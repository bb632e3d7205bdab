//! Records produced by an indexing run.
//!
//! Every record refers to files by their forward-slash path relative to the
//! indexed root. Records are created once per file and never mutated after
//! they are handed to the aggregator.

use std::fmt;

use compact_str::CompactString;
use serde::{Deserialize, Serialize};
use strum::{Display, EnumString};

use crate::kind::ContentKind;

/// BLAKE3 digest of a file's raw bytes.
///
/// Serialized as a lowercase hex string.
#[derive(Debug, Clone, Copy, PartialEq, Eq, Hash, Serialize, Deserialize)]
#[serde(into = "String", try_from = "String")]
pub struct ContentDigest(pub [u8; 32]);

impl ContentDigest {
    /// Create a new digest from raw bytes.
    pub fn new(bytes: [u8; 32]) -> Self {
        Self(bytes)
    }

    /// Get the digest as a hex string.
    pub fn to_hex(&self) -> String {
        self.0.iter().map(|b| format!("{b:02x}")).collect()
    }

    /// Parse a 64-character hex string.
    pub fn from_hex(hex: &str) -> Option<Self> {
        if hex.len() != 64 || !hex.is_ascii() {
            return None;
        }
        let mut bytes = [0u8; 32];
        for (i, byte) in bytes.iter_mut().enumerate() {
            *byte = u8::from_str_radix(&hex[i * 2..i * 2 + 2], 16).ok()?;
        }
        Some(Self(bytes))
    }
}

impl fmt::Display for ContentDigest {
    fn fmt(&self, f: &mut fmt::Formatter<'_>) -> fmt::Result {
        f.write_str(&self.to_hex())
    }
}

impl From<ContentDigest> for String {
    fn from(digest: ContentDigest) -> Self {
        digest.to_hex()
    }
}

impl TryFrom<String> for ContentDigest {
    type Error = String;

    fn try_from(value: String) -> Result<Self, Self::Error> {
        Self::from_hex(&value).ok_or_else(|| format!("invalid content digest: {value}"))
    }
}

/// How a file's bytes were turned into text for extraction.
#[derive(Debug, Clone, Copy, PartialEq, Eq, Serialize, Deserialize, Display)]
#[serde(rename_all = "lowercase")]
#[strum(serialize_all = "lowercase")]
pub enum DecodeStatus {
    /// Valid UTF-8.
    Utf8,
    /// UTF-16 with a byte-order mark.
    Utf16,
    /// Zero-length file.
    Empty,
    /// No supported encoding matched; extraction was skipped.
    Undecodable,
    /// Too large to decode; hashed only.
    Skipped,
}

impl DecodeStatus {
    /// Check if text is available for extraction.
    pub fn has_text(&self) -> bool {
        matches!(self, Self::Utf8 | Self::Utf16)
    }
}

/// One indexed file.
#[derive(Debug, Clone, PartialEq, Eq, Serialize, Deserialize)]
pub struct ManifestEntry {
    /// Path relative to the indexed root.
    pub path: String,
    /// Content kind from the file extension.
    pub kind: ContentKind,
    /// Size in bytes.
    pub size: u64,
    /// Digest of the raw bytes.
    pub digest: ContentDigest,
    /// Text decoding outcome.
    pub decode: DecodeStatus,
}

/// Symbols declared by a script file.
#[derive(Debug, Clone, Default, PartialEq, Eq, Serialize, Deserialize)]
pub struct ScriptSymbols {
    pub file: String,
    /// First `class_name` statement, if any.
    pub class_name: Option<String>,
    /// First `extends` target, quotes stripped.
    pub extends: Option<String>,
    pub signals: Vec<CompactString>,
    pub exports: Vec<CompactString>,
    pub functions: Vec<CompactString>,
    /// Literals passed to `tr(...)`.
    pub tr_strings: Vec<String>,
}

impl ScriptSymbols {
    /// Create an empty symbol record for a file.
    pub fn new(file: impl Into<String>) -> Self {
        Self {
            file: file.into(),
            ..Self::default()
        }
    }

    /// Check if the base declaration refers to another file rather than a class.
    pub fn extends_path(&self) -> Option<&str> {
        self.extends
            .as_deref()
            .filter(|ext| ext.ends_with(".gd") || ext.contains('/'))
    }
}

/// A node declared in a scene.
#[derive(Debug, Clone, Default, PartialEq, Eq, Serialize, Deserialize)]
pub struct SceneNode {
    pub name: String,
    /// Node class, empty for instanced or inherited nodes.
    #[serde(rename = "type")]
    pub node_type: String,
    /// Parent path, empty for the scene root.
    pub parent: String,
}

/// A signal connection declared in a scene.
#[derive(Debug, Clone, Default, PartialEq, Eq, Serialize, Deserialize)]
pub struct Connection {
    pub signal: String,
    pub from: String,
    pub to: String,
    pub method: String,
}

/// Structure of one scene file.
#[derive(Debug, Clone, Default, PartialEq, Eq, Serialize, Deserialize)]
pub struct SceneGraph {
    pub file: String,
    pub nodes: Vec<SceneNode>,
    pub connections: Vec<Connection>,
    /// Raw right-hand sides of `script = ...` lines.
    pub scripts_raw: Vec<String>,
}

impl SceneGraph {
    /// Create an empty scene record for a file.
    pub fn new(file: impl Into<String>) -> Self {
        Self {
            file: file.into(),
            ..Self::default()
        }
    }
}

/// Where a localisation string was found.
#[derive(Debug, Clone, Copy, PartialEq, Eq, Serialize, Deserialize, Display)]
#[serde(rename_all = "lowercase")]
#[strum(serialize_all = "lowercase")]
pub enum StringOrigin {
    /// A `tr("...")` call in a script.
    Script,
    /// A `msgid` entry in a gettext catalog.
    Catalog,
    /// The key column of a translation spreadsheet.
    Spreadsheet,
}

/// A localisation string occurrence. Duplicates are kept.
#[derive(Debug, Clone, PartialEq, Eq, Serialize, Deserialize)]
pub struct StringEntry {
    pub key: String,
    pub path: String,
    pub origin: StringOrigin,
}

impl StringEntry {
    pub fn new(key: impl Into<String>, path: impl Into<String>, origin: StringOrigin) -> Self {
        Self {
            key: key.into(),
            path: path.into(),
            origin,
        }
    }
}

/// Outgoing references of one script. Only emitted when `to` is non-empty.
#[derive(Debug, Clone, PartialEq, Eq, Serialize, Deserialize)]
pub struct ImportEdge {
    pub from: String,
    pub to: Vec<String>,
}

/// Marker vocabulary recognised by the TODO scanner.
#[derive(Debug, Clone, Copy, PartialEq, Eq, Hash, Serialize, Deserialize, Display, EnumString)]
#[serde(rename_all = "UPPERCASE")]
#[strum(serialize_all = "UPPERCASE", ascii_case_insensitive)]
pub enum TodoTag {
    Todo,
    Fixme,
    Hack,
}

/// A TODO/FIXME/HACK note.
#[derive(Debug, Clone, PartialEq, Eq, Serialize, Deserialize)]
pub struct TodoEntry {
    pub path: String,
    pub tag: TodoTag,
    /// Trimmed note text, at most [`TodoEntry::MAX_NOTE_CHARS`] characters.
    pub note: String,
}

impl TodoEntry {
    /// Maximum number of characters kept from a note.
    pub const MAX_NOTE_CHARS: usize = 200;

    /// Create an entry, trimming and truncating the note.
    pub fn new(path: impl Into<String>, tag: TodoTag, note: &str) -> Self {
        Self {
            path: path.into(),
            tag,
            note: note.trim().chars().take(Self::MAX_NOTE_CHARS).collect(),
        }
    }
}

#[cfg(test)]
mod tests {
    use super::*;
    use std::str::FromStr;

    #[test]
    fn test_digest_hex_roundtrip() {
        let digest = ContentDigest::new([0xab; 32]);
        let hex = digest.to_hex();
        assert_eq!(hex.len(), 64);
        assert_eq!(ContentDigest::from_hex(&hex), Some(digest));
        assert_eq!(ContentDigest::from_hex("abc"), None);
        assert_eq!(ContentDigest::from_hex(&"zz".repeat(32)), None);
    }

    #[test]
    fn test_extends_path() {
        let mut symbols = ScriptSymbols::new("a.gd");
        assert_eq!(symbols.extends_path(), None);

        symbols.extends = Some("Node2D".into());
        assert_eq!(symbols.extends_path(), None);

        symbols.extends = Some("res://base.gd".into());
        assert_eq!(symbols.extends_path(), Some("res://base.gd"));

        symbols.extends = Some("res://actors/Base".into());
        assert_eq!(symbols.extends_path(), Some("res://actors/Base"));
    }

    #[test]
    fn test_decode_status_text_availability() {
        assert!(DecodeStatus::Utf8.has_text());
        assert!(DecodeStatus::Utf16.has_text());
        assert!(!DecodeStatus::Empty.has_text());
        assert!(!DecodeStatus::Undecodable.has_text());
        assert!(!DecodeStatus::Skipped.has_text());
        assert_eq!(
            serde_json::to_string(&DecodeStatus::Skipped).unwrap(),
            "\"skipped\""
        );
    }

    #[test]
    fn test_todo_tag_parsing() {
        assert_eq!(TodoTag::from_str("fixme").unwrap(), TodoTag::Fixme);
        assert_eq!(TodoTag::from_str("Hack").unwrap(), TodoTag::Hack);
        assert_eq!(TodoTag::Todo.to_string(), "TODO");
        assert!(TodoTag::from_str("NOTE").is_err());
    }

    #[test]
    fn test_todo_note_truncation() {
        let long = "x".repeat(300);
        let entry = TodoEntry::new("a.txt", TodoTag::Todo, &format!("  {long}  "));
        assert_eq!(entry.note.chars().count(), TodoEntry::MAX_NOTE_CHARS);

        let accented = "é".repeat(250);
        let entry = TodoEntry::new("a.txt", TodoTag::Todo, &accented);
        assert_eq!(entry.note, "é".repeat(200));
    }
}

- - - - - - -

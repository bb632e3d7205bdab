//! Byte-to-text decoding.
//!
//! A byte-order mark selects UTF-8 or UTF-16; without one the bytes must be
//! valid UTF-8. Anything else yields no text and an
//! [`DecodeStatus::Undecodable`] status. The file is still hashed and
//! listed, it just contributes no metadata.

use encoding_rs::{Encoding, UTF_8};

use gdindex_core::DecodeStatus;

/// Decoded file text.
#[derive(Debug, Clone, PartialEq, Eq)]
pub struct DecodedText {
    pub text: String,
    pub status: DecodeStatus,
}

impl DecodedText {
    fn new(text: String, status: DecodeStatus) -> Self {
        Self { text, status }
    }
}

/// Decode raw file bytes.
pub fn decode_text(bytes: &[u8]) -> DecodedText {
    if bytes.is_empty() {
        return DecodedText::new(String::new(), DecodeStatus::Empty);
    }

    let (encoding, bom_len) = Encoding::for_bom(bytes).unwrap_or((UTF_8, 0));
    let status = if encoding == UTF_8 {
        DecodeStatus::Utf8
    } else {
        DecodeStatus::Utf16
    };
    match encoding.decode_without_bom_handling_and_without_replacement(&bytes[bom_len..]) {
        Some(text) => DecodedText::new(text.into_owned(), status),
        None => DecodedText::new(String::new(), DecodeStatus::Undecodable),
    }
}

- - - - - - -

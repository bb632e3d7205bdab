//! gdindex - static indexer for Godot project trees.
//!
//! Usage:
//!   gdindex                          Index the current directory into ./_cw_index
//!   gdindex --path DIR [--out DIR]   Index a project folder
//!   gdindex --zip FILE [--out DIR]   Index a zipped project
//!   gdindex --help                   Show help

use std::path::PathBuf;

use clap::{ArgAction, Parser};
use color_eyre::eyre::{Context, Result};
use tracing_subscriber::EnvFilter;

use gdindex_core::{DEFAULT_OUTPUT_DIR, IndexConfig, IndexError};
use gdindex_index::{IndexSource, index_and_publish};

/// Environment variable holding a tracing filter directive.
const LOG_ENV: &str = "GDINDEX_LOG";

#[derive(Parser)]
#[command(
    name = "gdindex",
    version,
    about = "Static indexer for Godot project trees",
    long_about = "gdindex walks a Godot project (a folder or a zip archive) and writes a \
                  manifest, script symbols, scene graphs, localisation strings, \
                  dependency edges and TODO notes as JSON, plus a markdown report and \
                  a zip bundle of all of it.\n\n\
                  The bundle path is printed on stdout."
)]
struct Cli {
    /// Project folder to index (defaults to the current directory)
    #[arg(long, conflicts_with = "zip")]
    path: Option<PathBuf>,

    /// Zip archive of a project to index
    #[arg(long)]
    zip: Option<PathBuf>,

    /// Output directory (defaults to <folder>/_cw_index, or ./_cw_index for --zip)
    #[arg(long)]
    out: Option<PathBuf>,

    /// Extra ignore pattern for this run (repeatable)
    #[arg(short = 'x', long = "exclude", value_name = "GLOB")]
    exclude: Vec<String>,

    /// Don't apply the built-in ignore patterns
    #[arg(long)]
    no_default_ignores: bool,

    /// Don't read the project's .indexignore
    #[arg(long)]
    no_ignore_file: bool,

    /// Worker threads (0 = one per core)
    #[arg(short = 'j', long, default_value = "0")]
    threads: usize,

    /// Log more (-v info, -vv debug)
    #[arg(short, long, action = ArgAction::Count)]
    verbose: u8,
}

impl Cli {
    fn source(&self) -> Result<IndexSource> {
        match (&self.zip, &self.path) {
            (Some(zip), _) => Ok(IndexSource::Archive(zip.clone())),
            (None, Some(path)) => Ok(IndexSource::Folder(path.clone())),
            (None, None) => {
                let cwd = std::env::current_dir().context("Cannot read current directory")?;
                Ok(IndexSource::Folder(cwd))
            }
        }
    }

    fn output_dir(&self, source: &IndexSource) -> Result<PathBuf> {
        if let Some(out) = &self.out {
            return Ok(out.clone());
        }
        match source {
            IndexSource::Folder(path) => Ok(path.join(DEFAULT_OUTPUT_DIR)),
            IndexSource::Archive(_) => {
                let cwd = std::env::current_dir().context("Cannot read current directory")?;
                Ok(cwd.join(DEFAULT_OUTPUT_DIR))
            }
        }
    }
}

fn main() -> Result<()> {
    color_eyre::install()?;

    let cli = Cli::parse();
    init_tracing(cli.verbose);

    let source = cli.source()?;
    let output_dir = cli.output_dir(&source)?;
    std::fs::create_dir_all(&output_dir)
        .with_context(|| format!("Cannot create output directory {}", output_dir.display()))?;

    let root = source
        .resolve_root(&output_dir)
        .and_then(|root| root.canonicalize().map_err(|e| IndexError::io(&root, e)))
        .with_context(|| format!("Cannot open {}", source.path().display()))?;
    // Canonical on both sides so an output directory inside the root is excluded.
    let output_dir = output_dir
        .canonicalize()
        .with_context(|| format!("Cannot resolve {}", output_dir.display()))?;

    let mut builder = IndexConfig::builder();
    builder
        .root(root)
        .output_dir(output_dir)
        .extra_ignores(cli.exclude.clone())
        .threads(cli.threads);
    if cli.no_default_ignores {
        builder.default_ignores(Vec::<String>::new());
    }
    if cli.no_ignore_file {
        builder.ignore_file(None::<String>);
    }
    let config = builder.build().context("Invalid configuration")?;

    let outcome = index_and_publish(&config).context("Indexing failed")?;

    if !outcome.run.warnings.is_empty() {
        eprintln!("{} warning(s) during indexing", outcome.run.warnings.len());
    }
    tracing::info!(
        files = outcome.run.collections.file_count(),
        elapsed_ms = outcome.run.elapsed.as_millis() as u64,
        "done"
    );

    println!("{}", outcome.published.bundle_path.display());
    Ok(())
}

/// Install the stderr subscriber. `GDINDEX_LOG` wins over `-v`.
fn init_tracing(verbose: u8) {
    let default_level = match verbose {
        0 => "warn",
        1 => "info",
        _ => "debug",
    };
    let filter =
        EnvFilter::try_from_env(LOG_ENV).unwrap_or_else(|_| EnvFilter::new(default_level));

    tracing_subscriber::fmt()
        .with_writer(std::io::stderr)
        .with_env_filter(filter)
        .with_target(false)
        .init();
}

- - - - - - -

Exercise details. Only the lines above from the one with "use std::fmt;" through the one with "64-character hex string." should be duplicated, character for character.

Written reply.
use std::fmt;

use compact_str::CompactString;
use serde::{Deserialize, Serialize};
use strum::{Display, EnumString};

use crate::kind::ContentKind;

/// BLAKE3 digest of a file's raw bytes.
///
/// Serialized as a lowercase hex string.
#[derive(Debug, Clone, Copy, PartialEq, Eq, Hash, Serialize, Deserialize)]
#[serde(into = "String", try_from = "String")]
pub struct ContentDigest(pub [u8; 32]);

impl ContentDigest {
    /// Create a new digest from raw bytes.
    pub fn new(bytes: [u8; 32]) -> Self {
        Self(bytes)
    }

    /// Get the digest as a hex string.
    pub fn to_hex(&self) -> String {
        self.0.iter().map(|b| format!("{b:02x}")).collect()
    }

    /// Parse a 64-character hex string.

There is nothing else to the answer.